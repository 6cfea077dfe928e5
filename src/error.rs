use std::path::PathBuf;
use std::time::Duration;
use thiserror::Error;

use crate::results::{CrawlPosition, Level};

/// Boxed error used for collaborator failures whose concrete type depends on the backend
pub type BoxError = Box<dyn std::error::Error + Send + Sync>;

/// Errors raised while mirroring a course
#[derive(Error, Debug)]
pub enum MirrorError {
    /// The browser refused a cookie whose domain does not match the current page
    #[error("cookie {name} does not match the current domain ({domain})")]
    DomainMismatch { name: String, domain: String },

    /// A query that had to return something came back empty
    #[error("no element matches {selector}")]
    ElementNotFound { selector: String },

    /// An element handle outlived the view it was queried from
    #[error("stale element reference while {context}")]
    StaleElement { context: String },

    /// Elements never showed up within the bounded wait
    #[error("timed out after {waited:?} waiting for {selector}")]
    NavigationTimeout { selector: String, waited: Duration },

    /// The freshly queried list is shorter than the index being visited
    #[error("{level:?} index {index} out of range (list has {len} items) at {position}")]
    IndexOutOfRange {
        level: Level,
        index: usize,
        len: usize,
        position: CrawlPosition,
    },

    /// A label cannot be turned into a directory name
    #[error("malformed label {label:?}")]
    MalformedLabel { label: String },

    /// Image download failed
    #[error("failed to download {url}")]
    Network {
        url: String,
        #[source]
        source: BoxError,
    },

    /// Directory or file write failed
    #[error("filesystem error at {}", path.display())]
    Filesystem {
        path: PathBuf,
        #[source]
        source: std::io::Error,
    },

    /// A WebDriver command failed
    #[error("browser command failed while {context}")]
    Browser {
        context: String,
        #[source]
        source: BoxError,
    },

    /// No WebDriver server could be reached
    #[error("could not connect to a WebDriver server at {url}")]
    Connect { url: String },

    /// The run was stopped before the traversal finished
    #[error("interrupted")]
    Interrupted,

    /// Configuration or cookie file problem
    #[error("configuration error: {0}")]
    Config(String),
}

impl MirrorError {
    /// Wrap a browser backend failure with what we were doing at the time
    pub fn browser(context: impl Into<String>, source: impl Into<BoxError>) -> Self {
        Self::Browser {
            context: context.into(),
            source: source.into(),
        }
    }

    /// Wrap an I/O failure with the path it happened at
    pub fn filesystem(path: impl Into<PathBuf>, source: std::io::Error) -> Self {
        Self::Filesystem {
            path: path.into(),
            source,
        }
    }
}

pub type Result<T> = std::result::Result<T, MirrorError>;
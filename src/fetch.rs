use crate::error::{MirrorError, Result};
use std::time::Duration;

/// Source of image bytes
#[allow(async_fn_in_trait)]
pub trait Fetcher {
    async fn get(&self, url: &str) -> Result<Vec<u8>>;
}

/// Plain HTTP fetcher
pub struct HttpFetcher {
    client: reqwest::Client,
}

impl HttpFetcher {
    pub fn new() -> Self {
        Self {
            client: reqwest::Client::new(),
        }
    }
}

impl Default for HttpFetcher {
    fn default() -> Self {
        Self::new()
    }
}

impl Fetcher for HttpFetcher {
    async fn get(&self, url: &str) -> Result<Vec<u8>> {
        let network = |e: reqwest::Error| MirrorError::Network {
            url: url.to_string(),
            source: Box::new(e),
        };

        let response = self
            .client
            .get(url)
            .send()
            .await
            .and_then(|r| r.error_for_status())
            .map_err(network)?;
        let bytes = response.bytes().await.map_err(network)?;
        ::log::debug!("Fetched {} bytes from {}", bytes.len(), url);
        Ok(bytes.to_vec())
    }
}

/// Fetcher that retries failed downloads with exponential backoff
pub struct RetryingFetcher<F> {
    inner: F,
    retries: u32,
    backoff: Duration,
}

impl<F: Fetcher> RetryingFetcher<F> {
    pub fn new(inner: F, retries: u32, backoff: Duration) -> Self {
        Self {
            inner,
            retries,
            backoff,
        }
    }

    /// Pause before retry number `attempt + 1`, saturating for long runs
    fn delay(&self, attempt: u32) -> Duration {
        self.backoff.saturating_mul(2u32.saturating_pow(attempt))
    }
}

impl<F: Fetcher> Fetcher for RetryingFetcher<F> {
    async fn get(&self, url: &str) -> Result<Vec<u8>> {
        let mut attempt = 0;
        loop {
            match self.inner.get(url).await {
                Ok(bytes) => return Ok(bytes),
                Err(e) if attempt < self.retries => {
                    let backoff = self.delay(attempt);
                    attempt += 1;
                    ::log::warn!(
                        "Download of {} failed (attempt {}/{}): {}, backing off {:.1}s",
                        url,
                        attempt,
                        self.retries + 1,
                        e,
                        backoff.as_secs_f64()
                    );
                    tokio::time::sleep(backoff).await;
                }
                Err(e) => return Err(e),
            }
        }
    }
}
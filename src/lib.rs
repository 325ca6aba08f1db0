//! lexindex - An order-preserving string index backed by a fixed-degree B-tree.
//!
//! # Architecture
//! ```text
//! ┌───────────────────────────────────────────────────────────┐
//! │                        lexindex                           │
//! ├───────────────────────────────────────────────────────────┤
//! │  ┌─────────────────────────────────────────────────────┐  │
//! │  │       Command Interpreter (bin/cli.rs)              │  │
//! │  │   stdin tokens → insert / lookup / delete / save    │  │
//! │  └─────────────────────────────────────────────────────┘  │
//! │                            ↓                              │
//! │  ┌─────────────────────────────────────────────────────┐  │
//! │  │           Index Layer (index/btree/)                │  │
//! │  │   BTreeIndex → Node graph (split / borrow / merge)  │  │
//! │  └─────────────────────────────────────────────────────┘  │
//! │                            ↓                              │
//! │  ┌─────────────────────────────────────────────────────┐  │
//! │  │           Storage Layer (storage/)                  │  │
//! │  │   binary file codec + CRC32 integrity trailer       │  │
//! │  └─────────────────────────────────────────────────────┘  │
//! └───────────────────────────────────────────────────────────┘
//! ```
//!
//! # Modules
//! - [`common`] - Shared primitives (config constants, Error)
//! - [`index`] - The B-tree index engine
//! - [`storage`] - Binary serialization format
//!
//! # Quick Start
//! ```
//! use lexindex::{BTreeIndex, InsertOutcome};
//!
//! let mut index = BTreeIndex::new();
//! assert_eq!(index.insert(b"walrus", 7), InsertOutcome::Inserted);
//! assert_eq!(index.insert(b"walrus", 9), InsertOutcome::AlreadyExists);
//! assert_eq!(index.lookup(b"walrus"), Some(7));
//! ```
//!
//! # Thread Safety
//! The index is single-threaded by design: every operation runs to completion
//! before returning and no node is ever shared between trees. Callers needing
//! concurrent access must serialize calls externally.

pub mod common;
pub mod index;
pub mod storage;

// Re-export commonly used items at crate root for convenience
pub use common::config::DEFAULT_MIN_DEGREE;
pub use common::{Error, Result};
pub use index::btree::{BTreeIndex, DeleteOutcome, Entry, InsertOutcome, Iter};
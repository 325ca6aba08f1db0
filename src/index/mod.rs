//! Index structures.
//!
//! Currently one index type: the fixed-degree B-tree in [`btree`].

pub mod btree;

pub use btree::{BTreeIndex, DeleteOutcome, Entry, InsertOutcome, Iter};
//! Error types for lexindex.

use std::io;
use std::path::PathBuf;

use thiserror::Error;

/// Convenient Result type alias.
///
/// Instead of writing `Result<T, Error>` everywhere, we can write `Result<T>`.
/// This is a common Rust pattern (see `std::io::Result`).
pub type Result<T> = std::result::Result<T, Error>;

/// All possible errors surfaced by the index.
///
/// Only persistence can fail: a duplicate insert or a delete/lookup miss is a
/// reported outcome, not an error, and causes no mutation. An internal
/// invariant violation is never represented here — it indicates an algorithm
/// bug and panics instead of being handed back to the caller.
#[derive(Debug, Error)]
pub enum Error {
    /// I/O failure while saving or loading an index file.
    ///
    /// On save the in-memory tree is unchanged; on load the tree is left
    /// fully empty.
    #[error("I/O error on '{}': {source}", .path.display())]
    Io {
        path: PathBuf,
        #[source]
        source: io::Error,
    },

    /// The index file is malformed (truncated entry, bad flag or sentinel,
    /// checksum mismatch, trailing bytes, duplicate key).
    #[error("corrupt index file ({context})")]
    CorruptFormat { context: &'static str },
}

impl Error {
    /// Attach a path to an `std::io::Error`.
    pub(crate) fn io(path: &std::path::Path, source: io::Error) -> Self {
        Error::Io {
            path: path.to_path_buf(),
            source,
        }
    }
}
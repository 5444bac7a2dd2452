//! Bitset decoding for the external APIs' packed attribute fields.
//!
//! The upstream services encode several flags per record as integer
//! bitsets; these decoders turn them into named booleans so tool handlers
//! and widget data never leak raw bit positions.

use serde::Serialize;

/// Email message `state` bits.
#[derive(Debug, Clone, Copy, Default, PartialEq, Eq, Serialize)]
pub struct MessageState {
    pub unread: bool,
    pub starred: bool,
    pub draft: bool,
    pub has_attachment: bool,
    pub tracked: bool,
}

impl MessageState {
    pub fn from_bits(bits: u64) -> Self {
        Self {
            unread: bits & (1 << 0) != 0,
            starred: bits & (1 << 1) != 0,
            draft: bits & (1 << 2) != 0,
            has_attachment: bits & (1 << 3) != 0,
            tracked: bits & (1 << 4) != 0,
        }
    }
}

/// Calendar-list attribute bits.
#[derive(Debug, Clone, Copy, Default, PartialEq, Eq, Serialize)]
pub struct CalendarListAttrs {
    pub hidden: bool,
    pub selected: bool,
}

impl CalendarListAttrs {
    pub fn from_bits(bits: u64) -> Self {
        Self {
            hidden: bits & (1 << 0) != 0,
            selected: bits & (1 << 1) != 0,
        }
    }
}

/// Calendar attribute bits.
#[derive(Debug, Clone, Copy, Default, PartialEq, Eq, Serialize)]
pub struct CalendarAttrs {
    pub deleted: bool,
    pub primary: bool,
    pub ical: bool,
}

impl CalendarAttrs {
    pub fn from_bits(bits: u64) -> Self {
        Self {
            deleted: bits & (1 << 0) != 0,
            primary: bits & (1 << 1) != 0,
            ical: bits & (1 << 2) != 0,
        }
    }
}

/// Event attribute bits. Note the gaps: bits 6, 7, 11, and 12 are unused
/// by the upstream API.
#[derive(Debug, Clone, Copy, Default, PartialEq, Eq, Serialize)]
pub struct EventAttrs {
    pub recurring: bool,
    pub all_day: bool,
    pub guests_may_modify: bool,
    pub guests_may_invite: bool,
    pub guests_may_see_list: bool,
    pub deleted: bool,
    pub external: bool,
    pub parent_is_secondary: bool,
    pub parent_event: bool,
    pub ical: bool,
    pub appointment: bool,
}

impl EventAttrs {
    pub fn from_bits(bits: u64) -> Self {
        Self {
            recurring: bits & (1 << 0) != 0,
            all_day: bits & (1 << 1) != 0,
            guests_may_modify: bits & (1 << 2) != 0,
            guests_may_invite: bits & (1 << 3) != 0,
            guests_may_see_list: bits & (1 << 4) != 0,
            deleted: bits & (1 << 5) != 0,
            external: bits & (1 << 8) != 0,
            parent_is_secondary: bits & (1 << 9) != 0,
            parent_event: bits & (1 << 10) != 0,
            ical: bits & (1 << 13) != 0,
            appointment: bits & (1 << 14) != 0,
        }
    }
}

/// Attendee attribute bits.
#[derive(Debug, Clone, Copy, Default, PartialEq, Eq, Serialize)]
pub struct AttendeeAttrs {
    pub optional: bool,
    pub organizer: bool,
}

impl AttendeeAttrs {
    pub fn from_bits(bits: u64) -> Self {
        Self {
            optional: bits & (1 << 0) != 0,
            organizer: bits & (1 << 1) != 0,
        }
    }
}

#[cfg(test)]
mod tests {
    use super::*;

    #[test]
    fn message_state_bits() {
        let state = MessageState::from_bits(0b1_1011);
        assert!(state.unread);
        assert!(state.starred);
        assert!(!state.draft);
        assert!(state.has_attachment);
        assert!(state.tracked);

        assert_eq!(MessageState::from_bits(0), MessageState::default());
    }

    #[test]
    fn calendar_list_bits() {
        let attrs = CalendarListAttrs::from_bits(0b10);
        assert!(!attrs.hidden);
        assert!(attrs.selected);
    }

    #[test]
    fn calendar_bits() {
        let attrs = CalendarAttrs::from_bits(0b110);
        assert!(!attrs.deleted);
        assert!(attrs.primary);
        assert!(attrs.ical);
    }

    #[test]
    fn event_bits_with_gaps() {
        // recurring (0), all-day (1), external (8), ical (13), appointment (14)
        let bits = 1 | (1 << 1) | (1 << 8) | (1 << 13) | (1 << 14);
        let attrs = EventAttrs::from_bits(bits);
        assert!(attrs.recurring);
        assert!(attrs.all_day);
        assert!(attrs.external);
        assert!(attrs.ical);
        assert!(attrs.appointment);
        assert!(!attrs.deleted);
        assert!(!attrs.parent_event);

        // Unused bits decode to nothing
        let noise = EventAttrs::from_bits((1 << 6) | (1 << 7) | (1 << 11) | (1 << 12));
        assert_eq!(noise, EventAttrs::default());
    }

    #[test]
    fn attendee_bits() {
        let attrs = AttendeeAttrs::from_bits(0b11);
        assert!(attrs.optional);
        assert!(attrs.organizer);
    }

    #[test]
    fn decoded_flags_serialize_as_named_booleans() {
        let json = serde_json::to_value(MessageState::from_bits(1)).unwrap();
        assert_eq!(json["unread"], true);
        assert_eq!(json["starred"], false);
    }
}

# # # #

> **INSTRUCTIONS FOR THE TASK**: Copy out each line of the material in which the word "does" turns up.

> **EXERCISE ANSWER**:
    /// The browser refused a cookie whose domain does not match the current page
    #[error("cookie {name} does not match the current domain ({domain})")]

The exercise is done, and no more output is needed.